Édito

Primat du politique

Primat du politique
Le Conseil fédéral lors de sa prestation de serment. KEYSTONE
Conseil fédéral

La pesanteur institutionnelle dans toute sa splendeur. Le Conseil fédéral sortant a été reconduit in corpore pour cette nouvelle législature. La Verte Regula Rytz qui a tenté d’ébranler le consensus conservateur a échoué mercredi à faire bouger les lignes de crête. Son score – 82 voix – en est l’illustration la plus patente. Elle n’a eu le soutien que du bloc rose-vert.
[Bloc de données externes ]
//! Logging and trace export initialisation for the SkyLink shell.
//!
//! # Environment variables
//!
//! | Variable | Effect |
//! |---|---|
//! | `OTEL_EXPORTER_OTLP_ENDPOINT` | OTLP collector base URL (e.g. `http://localhost:4318`). When set the OTLP HTTP exporter is activated. |
//! | `RUST_LOG` | Log filter (default `"warn"`, so logs do not drown the prompt). |
//! | `SKYLINK_LOG_FORMAT=json` | Emit newline-delimited JSON logs. |

use opentelemetry::trace::TracerProvider as _;
use opentelemetry_otlp::WithExportConfig;
use opentelemetry_sdk::{Resource, trace::SdkTracerProvider};
use tracing_subscriber::{EnvFilter, layer::SubscriberExt, util::SubscriberInitExt};

const DEFAULT_FILTER: &str = "warn";

/// Install the global `tracing` subscriber, with an OTLP span exporter when
/// `OTEL_EXPORTER_OTLP_ENDPOINT` is set.
///
/// Hold the returned guard for the lifetime of the process; dropping it
/// flushes pending spans.
pub fn init_tracing(service_name: &str) -> TracerProviderGuard {
    let env_filter = EnvFilter::try_from_default_env().unwrap_or_else(|_| EnvFilter::new(DEFAULT_FILTER));
    let use_json = std::env::var("SKYLINK_LOG_FORMAT").as_deref() == Ok("json");

    let provider = build_provider(service_name);
    let otel_layer = provider
        .as_ref()
        .map(|p| tracing_opentelemetry::layer().with_tracer(p.tracer("skylink")));

    let registry = tracing_subscriber::registry().with(env_filter).with(otel_layer);
    if use_json {
        registry.with(tracing_subscriber::fmt::layer().json()).init();
    } else {
        registry.with(tracing_subscriber::fmt::layer().compact()).init();
    }

    TracerProviderGuard(provider)
}

/// Shuts the [`SdkTracerProvider`] down on drop.
pub struct TracerProviderGuard(Option<SdkTracerProvider>);

impl Drop for TracerProviderGuard {
    fn drop(&mut self) {
        if let Some(provider) = self.0.take()
            && let Err(e) = provider.shutdown()
        {
            eprintln!("[skylink] OpenTelemetry provider shutdown error: {e}");
        }
    }
}

/// `None` when no endpoint is configured or the exporter cannot be built.
fn build_provider(service_name: &str) -> Option<SdkTracerProvider> {
    let endpoint = std::env::var("OTEL_EXPORTER_OTLP_ENDPOINT").ok()?;

    let exporter = opentelemetry_otlp::SpanExporter::builder()
        .with_http()
        .with_endpoint(endpoint)
        .build()
        .map_err(|e| eprintln!("[skylink] OTLP exporter init failed: {e}"))
        .ok()?;

    let resource = Resource::builder()
        .with_service_name(service_name.to_string())
        .build();

    Some(
        SdkTracerProvider::builder()
            .with_resource(resource)
            // Synchronous export: the guard may outlive the Tokio runtime.
            .with_simple_exporter(exporter)
            .build(),
    )
}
A l’arrivée, on a un gouvernement un peu moins représentatif de la population. Les Verts sont devenus le quatrième parti de Suisse. Mais pas pour le parlement. Le Conseil fédéral ne représente plus que 69% des votants; il a oscillé autour des 85% dans les années soixante. Ce taux aurait été quasi atteint (82% des électeurs) si les Verts avaient fait leur entrée dans l’Exécutif fédéral.
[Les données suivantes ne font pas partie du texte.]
use std::fmt;
use std::str::FromStr;

use chrono::{DateTime, Local, Utc};
use serde::{Deserialize, Serialize};
use thiserror::Error;
use uuid::Uuid;

/// Topic used for synthetic events raised by the bridge itself
/// (connection failures, disconnect notices).
pub const SYSTEM_TOPIC: &str = "SYSTEM";

/// Discrete actions an operator may ask the vehicle to perform.
#[derive(Debug, Clone, Copy, PartialEq, Eq, Hash, Serialize, Deserialize)]
#[serde(rename_all = "SCREAMING_SNAKE_CASE")]
pub enum Action {
    Land,
    /// Stop and hold position.
    Brake,
    Takeoff,
    ReturnToLaunch,
    Arm,
    Disarm,
}

impl Action {
    pub const ALL: [Action; 6] = [
        Action::Land,
        Action::Brake,
        Action::Takeoff,
        Action::ReturnToLaunch,
        Action::Arm,
        Action::Disarm,
    ];

    /// Wire tag, e.g. `"LAND"`.
    pub fn as_str(self) -> &'static str {
        match self {
            Action::Land => "LAND",
            Action::Brake => "BRAKE",
            Action::Takeoff => "TAKEOFF",
            Action::ReturnToLaunch => "RETURN_TO_LAUNCH",
            Action::Arm => "ARM",
            Action::Disarm => "DISARM",
        }
    }

    /// Name of the MAVSDK call the vehicle-side receiver invokes for this
    /// action.
    pub fn mavsdk_command(self) -> &'static str {
        match self {
            Action::Land => "action.land()",
            Action::Brake => "action.hold()",
            Action::Takeoff => "action.takeoff()",
            Action::ReturnToLaunch => "action.return_to_launch()",
            Action::Arm => "action.arm()",
            Action::Disarm => "action.disarm()",
        }
    }
}

impl fmt::Display for Action {
    fn fmt(&self, f: &mut fmt::Formatter<'_>) -> fmt::Result {
        f.write_str(self.as_str())
    }
}

impl FromStr for Action {
    type Err = BridgeError;

    /// Case-insensitive; accepts `RTL` as a shorthand for `RETURN_TO_LAUNCH`.
    fn from_str(s: &str) -> Result<Self, Self::Err> {
        let tag = s.trim().to_ascii_uppercase();
        if tag == "RTL" {
            return Ok(Action::ReturnToLaunch);
        }
        Action::ALL
            .into_iter()
            .find(|a| a.as_str() == tag)
            .ok_or_else(|| BridgeError::Encode(format!("unrecognized action tag '{s}'")))
    }
}

/// Delivery priority attached to a command.
#[derive(Debug, Clone, Copy, PartialEq, Eq, Hash, Default, Serialize, Deserialize)]
#[serde(rename_all = "lowercase")]
pub enum Priority {
    Low,
    #[default]
    High,
}

impl Priority {
    pub fn as_str(self) -> &'static str {
        match self {
            Priority::Low => "low",
            Priority::High => "high",
        }
    }
}

impl fmt::Display for Priority {
    fn fmt(&self, f: &mut fmt::Formatter<'_>) -> fmt::Result {
        f.write_str(self.as_str())
    }
}

impl FromStr for Priority {
    type Err = BridgeError;

    fn from_str(s: &str) -> Result<Self, Self::Err> {
        match s.trim().to_ascii_lowercase().as_str() {
            "low" => Ok(Priority::Low),
            "high" => Ok(Priority::High),
            _ => Err(BridgeError::Encode(format!("unrecognized priority tag '{s}'"))),
        }
    }
}

/// An operator command addressed to the vehicle.
///
/// Fields are private so a command cannot change once built; the bridge takes
/// it by value and encodes it exactly once.
#[derive(Debug, Clone, PartialEq, Eq, Serialize, Deserialize)]
pub struct Command {
    action: Action,
    issued_at_millis: i64,
    source: String,
    priority: Priority,
}

impl Command {
    /// Build a command stamped with the current wall-clock time.
    pub fn new(action: Action, source: impl Into<String>, priority: Priority) -> Self {
        Self::with_timestamp(action, Utc::now().timestamp_millis(), source, priority)
    }

    /// Build a command with an explicit issue time (milliseconds since epoch).
    pub fn with_timestamp(
        action: Action,
        issued_at_millis: i64,
        source: impl Into<String>,
        priority: Priority,
    ) -> Self {
        Self {
            action,
            issued_at_millis,
            source: source.into(),
            priority,
        }
    }

    pub fn action(&self) -> Action {
        self.action
    }

    pub fn issued_at_millis(&self) -> i64 {
        self.issued_at_millis
    }

    /// Identifier of the sending instance, e.g. `"skylink-cli"`.
    pub fn source(&self) -> &str {
        &self.source
    }

    pub fn priority(&self) -> Priority {
        self.priority
    }
}

/// A message observed on the bus (or raised by the bridge on [`SYSTEM_TOPIC`]).
#[derive(Debug, Clone, PartialEq, Eq, Serialize, Deserialize)]
pub struct Event {
    /// Local identity; not part of the wire format.
    pub id: Uuid,
    pub topic: String,
    pub payload: String,
    /// Local receipt time.
    pub received_at: DateTime<Utc>,
}

impl Event {
    pub fn new(topic: impl Into<String>, payload: impl Into<String>) -> Self {
        Self {
            id: Uuid::new_v4(),
            topic: topic.into(),
            payload: payload.into(),
            received_at: Utc::now(),
        }
    }

    /// A synthetic event on [`SYSTEM_TOPIC`].
    pub fn system(message: impl Into<String>) -> Self {
        Self::new(SYSTEM_TOPIC, message)
    }

    pub fn is_system(&self) -> bool {
        self.topic == SYSTEM_TOPIC
    }

    /// Render as `[HH:MM:SS] topic: payload` in local time.
    pub fn log_line(&self) -> String {
        let ts = self.received_at.with_timezone(&Local).format("%H:%M:%S");
        format!("[{ts}] {}: {}", self.topic, self.payload)
    }
}

/// Connectivity of the bridge's bus session.
#[derive(Debug, Clone, PartialEq, Eq, Serialize, Deserialize)]
pub enum ConnectionState {
    Disconnected,
    Connecting,
    Connected,
    Failed(String),
}

impl ConnectionState {
    /// Whether the state machine permits moving from `self` to `next`.
    ///
    /// ```text
    /// Disconnected -> Connecting -> Connected -> Disconnected
    ///                 Connecting -> Failed -> Connecting
    /// ```
    pub fn can_transition_to(&self, next: &ConnectionState) -> bool {
        use ConnectionState::*;
        matches!(
            (self, next),
            (Disconnected, Connecting)
                | (Connecting, Connected)
                | (Connecting, Failed(_))
                | (Connected, Disconnected)
                | (Failed(_), Connecting)
        )
    }

    pub fn is_connected(&self) -> bool {
        matches!(self, ConnectionState::Connected)
    }
}

impl fmt::Display for ConnectionState {
    fn fmt(&self, f: &mut fmt::Formatter<'_>) -> fmt::Result {
        match self {
            ConnectionState::Disconnected => f.write_str("disconnected"),
            ConnectionState::Connecting => f.write_str("connecting"),
            ConnectionState::Connected => f.write_str("connected"),
            ConnectionState::Failed(reason) => write!(f, "failed ({reason})"),
        }
    }
}

/// Errors surfaced by the bridge to its consumer.
#[derive(Error, Debug, Clone, PartialEq, Eq, Serialize, Deserialize)]
pub enum BridgeError {
    #[error("Encode Error: {0}")]
    Encode(String),

    #[error("Not connected to the broker")]
    NotConnected,

    #[error("Transport Error: {0}")]
    Transport(String),

    #[error("Connection failed: {0}")]
    ConnectFailed(String),

    #[error("No broker target configured; connect first")]
    NoTarget,
}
Ce découplage entre une classe politique retranchée dans son réduit du Palais fédéral et la population est encore accentué par la majorité PLR/UDC du gouvernement. Représentant 40% de l’électorat, ils bénéficient d’une majorité absolue et peuvent dicter leur loi. Cette hégémonie est potentiellement porteuse de blocages. La tentative au début des années 1990 à Genève d’un gouvernement monocolore de droite ne représentant qu’une partie congrue de la population avait abouti à un blocage institutionnel.

L’échec de Mme Rytz et de son parti n’est peut-être pas une si mauvaise nouvelle que ça. La formule magique n’a de magique que le nom. La pseudo concordance est à l’image de la représentativité de ce gouvernement: un héritage du passé. L’espace de consensus a fondu sous la poussée de la mondialisation néolibérale. Mme Rytz était trop. Trop à gauche, trop femme, trop marquée, pas assez consensuelle… Elle n’était surtout pas assez à droite. Les partis bourgeois n’aiment rien tant que d’adouber des personnes du camp adverse qui sont ensuite priées de mener sans trop rechigner leur politique antisociale. Le défaut rédhibitoire de l’élection au suffrage indirect du Conseil fédéral.

Vu l’ampleur des enjeux qui attendent la Suisse sur le front climatique, notamment mais pas seulement, ce n’est pas d’un laquais du capitalisme dont on a besoin, mais d’un changement d’orientation de la politique fédérale. Cela ne se fera pas dans les travées du Palais fédéral mais bien dans la rue. Et l’apport de Verts non prisonniers du consensus droitier ne sera alors pas de trop.